Uma equipe de auditoria foi contratada para fazer um trabalho em que o objeto de auditoria foi mensurado, de acordo com os critérios aplicáveis, pela parte responsável (uma entidade pública) e as informações foram fornecidas à equipe. Tais informações constituem a única fonte de evidência a que a equipe de auditoria terá acesso para proporcionar uma base razoável para expressar uma conclusão. Nesse cenário, ao aceitar o trabalho, a equipe de auditoria deverá conduzi-lo conforme os Princípios Fundamentais de Auditoria do Setor Público (NBASP 100/ ISSAI 100), especificamente as normas relativas a trabalhos de:
- A)acompanhamento e inspeção;
Errada, porque acompanhamento e inspeção não descrevem a natureza do trabalho de auditoria do setor público tratada na ISSAI 100.
- B)asseguração razoável;
Errada, porque asseguração razoável é o nível de segurança do trabalho, não a modalidade de auditoria pedida no enunciado.
- C)monitoramento;
Errada, porque monitoramento é atividade de acompanhamento contínuo de controles ou ações, e não o tipo de trabalho descrito.
- D)relatório direto;
Errada, porque relatório direto ocorre quando o auditor avalia o objeto diretamente, e aqui a entidade já apresentou a informação sobre o objeto.
- E)certificação.
Certa, porque o objeto foi mensurado pela parte responsável e a equipe vai concluir com base na informação sobre o objeto fornecida pela entidade, o que caracteriza certificação.
Gabarito: E
Aqui a palavra-chave é a combinação de dois elementos: a entidade pública já mensurou o objeto de auditoria conforme os critérios aplicáveis e entregou essas informações à equipe. Quando isso acontece, a equipe não vai “reconstruir” o objeto do zero, mas analisar a informação apresentada pela própria responsável. Esse desenho é típico de trabalho de certificação, no sentido das NBASP/ISSAI 100, em que a conclusão do auditor é construída com base na informação sobre o objeto fornecida pela parte responsável. Nos trabalhos de certificação, a parte responsável apresenta a informação sobre o objeto, e a equipe de auditoria reúne evidências suficientes e apropriadas para concluir sobre essa informação. É diferente do relatório direto, em que o auditor mede ou avalia o objeto diretamente, sem depender de uma afirmação preparada pela entidade como ponto de partida.
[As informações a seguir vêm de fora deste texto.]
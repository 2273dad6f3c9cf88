use std::io;
use std::os::unix::io::RawFd;
use std::ptr;

use libc::{
    kevent, kqueue, timespec, EVFILT_READ, EVFILT_TIMER, EVFILT_USER, EV_ADD, EV_CLEAR,
    EV_DELETE, EV_ENABLE, EV_ERROR, NOTE_TRIGGER, NOTE_USECONDS,
};

use crate::ready::Ready;
use crate::token::Token;

/// kqueue-backed Selector.
///
/// Unlike Linux, kqueue expresses the Timer and Wakeup as native filters
/// (`EVFILT_TIMER`, `EVFILT_USER`) registered directly against the kqueue
/// descriptor rather than as separate file descriptors — there is no
/// `timerfd`/`eventfd` equivalent to open. The public contract
/// (`arm_timer`/`poke_wakeup`/`drain_timer`/`drain_wakeup`) hides this so
/// the Engine's loop reads identically on both platforms.
pub struct Selector {
    kq: RawFd,
}

const TIMER_IDENT: usize = 1;
const WAKE_IDENT: usize = 2;

fn ready_to_filters(interest: Ready) -> (bool, bool) {
    (interest.is_readable(), interest.is_writable())
}

impl Selector {
    pub fn new() -> io::Result<Selector> {
        let kq = syscall!(kqueue())?;
        let selector = Selector { kq };

        // EVFILT_USER never fires spuriously and needs no NOTE_TRIGGER
        // until `poke_wakeup` asks for one.
        selector.apply(&[libc::kevent {
            ident: WAKE_IDENT,
            filter: EVFILT_USER,
            flags: EV_ADD | EV_CLEAR,
            fflags: 0,
            data: 0,
            udata: ptr::null_mut(),
        }])?;

        Ok(selector)
    }

    fn apply(&self, changes: &[libc::kevent]) -> io::Result<()> {
        let ret = unsafe {
            kevent(
                self.kq,
                changes.as_ptr(),
                changes.len() as i32,
                ptr::null_mut(),
                0,
                ptr::null(),
            )
        };

        if ret < 0 {
            return Err(io::Error::last_os_error());
        }

        Ok(())
    }

    pub fn add(&self, fd: RawFd, token: Token, interest: Ready) -> io::Result<()> {
        self.modify(fd, token, interest)
    }

    pub fn modify(&self, fd: RawFd, token: Token, interest: Ready) -> io::Result<()> {
        let (read, write) = ready_to_filters(interest);
        let udata = token.0 as *mut libc::c_void;

        let mut changes = Vec::with_capacity(2);

        changes.push(libc::kevent {
            ident: fd as usize,
            filter: EVFILT_READ,
            flags: if read {
                EV_ADD | EV_CLEAR
            } else {
                EV_DELETE
            },
            fflags: 0,
            data: 0,
            udata,
        });

        changes.push(libc::kevent {
            ident: fd as usize,
            filter: libc::EVFILT_WRITE,
            flags: if write {
                EV_ADD | EV_CLEAR
            } else {
                EV_DELETE
            },
            fflags: 0,
            data: 0,
            udata,
        });

        // EV_DELETE on a filter that was never added returns ENOENT; that's
        // fine, it just means that half of the interest mask was already
        // absent.
        for change in changes {
            if let Err(e) = self.apply(&[change]) {
                if e.raw_os_error() != Some(libc::ENOENT) {
                    return Err(e);
                }
            }
        }

        Ok(())
    }

    pub fn remove(&self, fd: RawFd) -> io::Result<()> {
        for filter in [EVFILT_READ, libc::EVFILT_WRITE] {
            let change = libc::kevent {
                ident: fd as usize,
                filter,
                flags: EV_DELETE,
                fflags: 0,
                data: 0,
                udata: ptr::null_mut(),
            };

            if let Err(e) = self.apply(&[change]) {
                if e.raw_os_error() != Some(libc::ENOENT) {
                    return Err(e);
                }
            }
        }

        Ok(())
    }

    pub fn wait(&self, out: &mut [libc::kevent], timeout_ms: i32) -> io::Result<usize> {
        let ts = if timeout_ms < 0 {
            None
        } else {
            Some(timespec {
                tv_sec: (timeout_ms as i64) / 1000,
                tv_nsec: ((timeout_ms as i64) % 1000) * 1_000_000,
            })
        };

        let ts_ptr = ts.as_ref().map(|t| t as *const _).unwrap_or(ptr::null());

        let n = loop {
            let ret = unsafe {
                kevent(
                    self.kq,
                    ptr::null(),
                    0,
                    out.as_mut_ptr(),
                    out.len() as i32,
                    ts_ptr,
                )
            };

            if ret < 0 {
                let err = io::Error::last_os_error();
                if err.kind() == io::ErrorKind::Interrupted {
                    continue;
                }
                return Err(err);
            }

            break ret;
        };

        Ok(n as usize)
    }

    /// Arm (`ms >= 0`) or disarm (`ms < 0`) a one-shot `EVFILT_TIMER`.
    pub fn arm_timer(&self, ms: i64) -> io::Result<()> {
        if ms < 0 {
            let change = libc::kevent {
                ident: TIMER_IDENT,
                filter: EVFILT_TIMER,
                flags: EV_DELETE,
                fflags: 0,
                data: 0,
                udata: ptr::null_mut(),
            };

            return match self.apply(&[change]) {
                Ok(()) => Ok(()),
                Err(e) if e.raw_os_error() == Some(libc::ENOENT) => Ok(()),
                Err(e) => Err(e),
            };
        }

        let ms = std::cmp::max(ms, 0);
        // zero arming still fires: schedule one microsecond out.
        let data = if ms == 0 { 1 } else { ms * 1000 };

        let change = libc::kevent {
            ident: TIMER_IDENT,
            filter: EVFILT_TIMER,
            flags: EV_ADD | EV_ENABLE | EV_CLEAR,
            fflags: NOTE_USECONDS,
            data: data as isize,
            udata: ptr::null_mut(),
        };

        self.apply(&[change])
    }

    pub fn poke_wakeup(&self) -> io::Result<()> {
        let change = libc::kevent {
            ident: WAKE_IDENT,
            filter: EVFILT_USER,
            flags: 0,
            fflags: NOTE_TRIGGER,
            data: 0,
            udata: ptr::null_mut(),
        };

        self.apply(&[change])
    }

    /// EVFILT_TIMER/EVFILT_USER are self-draining (EV_CLEAR); nothing to
    /// read back, unlike the Linux timerfd/eventfd descriptors.
    pub fn drain_timer(&self) -> io::Result<()> {
        Ok(())
    }

    pub fn drain_wakeup(&self) -> io::Result<()> {
        Ok(())
    }

    pub fn timer_token() -> Token {
        Token(usize::MAX)
    }

    pub fn wake_token() -> Token {
        Token(usize::MAX - 1)
    }

    pub fn event_token(event: &libc::kevent) -> Token {
        match event.filter {
            EVFILT_TIMER => Self::timer_token(),
            EVFILT_USER => Self::wake_token(),
            _ => Token(event.udata as usize),
        }
    }

    pub fn event_readiness(event: &libc::kevent) -> Ready {
        if event.flags & EV_ERROR != 0 {
            return Ready::error();
        }

        match event.filter {
            EVFILT_READ => Ready::readable(),
            libc::EVFILT_WRITE => Ready::writable(),
            EVFILT_TIMER | EVFILT_USER => Ready::readable(),
            _ => Ready::empty(),
        }
    }

    pub fn events_buffer(capacity: usize) -> Vec<libc::kevent> {
        vec![
            libc::kevent {
                ident: 0,
                filter: 0,
                flags: 0,
                fflags: 0,
                data: 0,
                udata: ptr::null_mut(),
            };
            capacity
        ]
    }
}

impl Drop for Selector {
    fn drop(&mut self) {
        unsafe {
            let _ = libc::close(self.kq);
        }
    }
}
A pista final do enunciado é ainda mais forte: diz que as informações fornecidas pela entidade constituem a única fonte de evidência disponível para sustentar uma conclusão. Isso combina com a lógica de certificação, porque a equipe trabalha sobre a informação do objeto apresentada pela entidade responsável, e não sobre observação direta do próprio objeto como um relatório direto exigiria. Então, pelo padrão dos Princípios Fundamentais de Auditoria do Setor Público (NBASP 100/ISSAI 100), o trabalho é de certificação. Em prova, quando a banca falar em objeto já mensurado pela parte responsável e informação entregue ao auditor para conclusão, acenda o alerta de certificação.